From the same Wikipedia article:

"Published values of G have varied rather broadly, and some recent
measurements of high precision are, in fact, mutually exclusive.[4][6]"

------
castratikron
Didn't even read the article, but there's at least one "constant" that has
been increasing over time. It's called Hubble's Constant, and it's used to
determine how quickly a galaxy is moving away from us. The farther away a
galaxy is from us, the faster it moves away (Hubble's Law). Since the universe
is expanding, the speed at which galaxies move is actually increasing, which
is why the value of Hubble's constant isn't actually constant, but also
increasing.

[http://hyperphysics.phy-
astr.gsu.edu/hbase/astro/hubble.html](http://hyperphysics.phy-
astr.gsu.edu/hbase/astro/hubble.html)

------
ankurdhama
These constants are invented by humans so that we can make sense of the data
collected through measurement.

------
daxfohl
They may alter by, oh, .0000000001 or way less than that, say, when a galaxy
cluster explodes or something. Which even if true may be essentially
impossible to notice given Planck.

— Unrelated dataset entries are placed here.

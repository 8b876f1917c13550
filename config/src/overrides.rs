use crate::ConfigStore;
use eyre::{
    Context as _,
    OptionExt as _,
    Result,
};
use serde_json::Value;
use std::path::Path;

/// Reads a YAML override tree from `path`. The document must be a mapping.
pub fn load_overrides_file(path: impl AsRef<Path>) -> Result<Value> {
    let path = path.as_ref();
    let content = std::fs::read_to_string(path).wrap_err_with(|| format!("Failed to read config file {path:?}"))?;
    let overrides: Value =
        serde_yml::from_str(&content).wrap_err_with(|| format!("Failed to parse config file {path:?}"))?;

    match overrides {
        Value::Object(_) => {
            debug!(?path, "loaded config overrides");
            Ok(overrides)
        }
        Value::Null => Ok(Value::Object(Default::default())),
        _ => Err(eyre::eyre!("Config file {path:?} must contain a mapping at the top level")),
    }
}

/// Parses a `path=value` assignment. The value is read as a YAML scalar so
/// `true`, `250` and `memory` keep their natural types.
pub fn parse_assignment(input: &str) -> Result<(String, Value)> {
    let (path, raw) = input
        .split_once('=')
        .ok_or_eyre("expected an assignment of the form path=value")?;
    let path = path.trim();
    if path.is_empty() || path.split('.').any(str::is_empty) {
        eyre::bail!("invalid config path in assignment {input:?}");
    }
    let value: Value = serde_yml::from_str(raw.trim()).unwrap_or_else(|_| Value::String(raw.trim().to_string()));
    Ok((path.to_string(), value))
}

pub fn apply_assignment(config: &ConfigStore, input: &str) -> Result<()> {
    let (path, value) = parse_assignment(input)?;
    debug!(path, %value, "config override");
    config.update(&path, value);
    Ok(())
}

#[cfg(test)]
mod tests {
    use super::*;
    use pretty_assertions::assert_eq;
    use serde_json::json;
    use temp_dir::TempDir;

    #[test]
    fn assignments_keep_scalar_types() {
        assert_eq!(parse_assignment("cache.maxSize=2").unwrap(), ("cache.maxSize".to_string(), json!(2)));
        assert_eq!(
            parse_assignment("features.hostname = false").unwrap(),
            ("features.hostname".to_string(), json!(false))
        );
        assert_eq!(
            parse_assignment("cache.storage=file").unwrap(),
            ("cache.storage".to_string(), json!("file"))
        );
    }

    #[test]
    fn malformed_assignments_are_rejected() {
        assert!(parse_assignment("no-equals-sign").is_err());
        assert!(parse_assignment("=1").is_err());
        assert!(parse_assignment("a..b=1").is_err());
    }

    #[test]
    fn override_file_is_merged_by_init() {
        let dir = TempDir::new().unwrap();
        let file = dir.child("config.yaml");
        std::fs::write(&file, "cache:\n  ttl: 10\nfeatures:\n  hostname: false\n").unwrap();

        let overrides = load_overrides_file(&file).unwrap();
        let config = ConfigStore::with_overrides(&overrides);
        assert_eq!(config.get("cache.ttl", 0u64), 10);
        assert_eq!(config.get("cache.maxSize", 0u64), 100);
        assert!(!config.get("features.hostname", true));
    }

    #[test]
    fn scalar_override_file_is_rejected() {
        let dir = TempDir::new().unwrap();
        let file = dir.child("config.yaml");
        std::fs::write(&file, "just a string").unwrap();
        assert!(load_overrides_file(&file).is_err());
    }
}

So how do we know what's going on at that
level? We can't explode galaxy clusters. And maybe there are thousands of
layers even below that; you'd need gajillions of universes exploding /
collapsing to notice the trend of some sub-Planckian thing happening
statistically per universe. And maybe even thousands of layers below that.

Or maybe not.

------
dschiptsov
A constant is mathematical abstraction. There is no mathematics outside
people's minds. There are no numbers outside mind of an observer, no time, no
space.

Which abstractions are good enough approximations of laws of the Universe, and
which are mere creations of the mind is an open question since the first human
language has been established.) Upanishads and the Buddha have tried to
clarify the mess a bit, but...

According to the finest human philosophy, nothing is permanent, hence, nothing
is constant. Atoms - the basic building blocks, are "stable" as long as they
has been made inside a star, but they are not permanent or constant (they
might end up in another star). Their weights, electrical properties are stable
("constant" is not applicable here, being from another domain of pure
abstractions which we call mathematics).

Mathematical ratios could be computed, of course, given that measurements are
accurate enough, but they does not exist either. These are _rarest_ concepts
of the mind which reflect some aspects of reality _as it is_.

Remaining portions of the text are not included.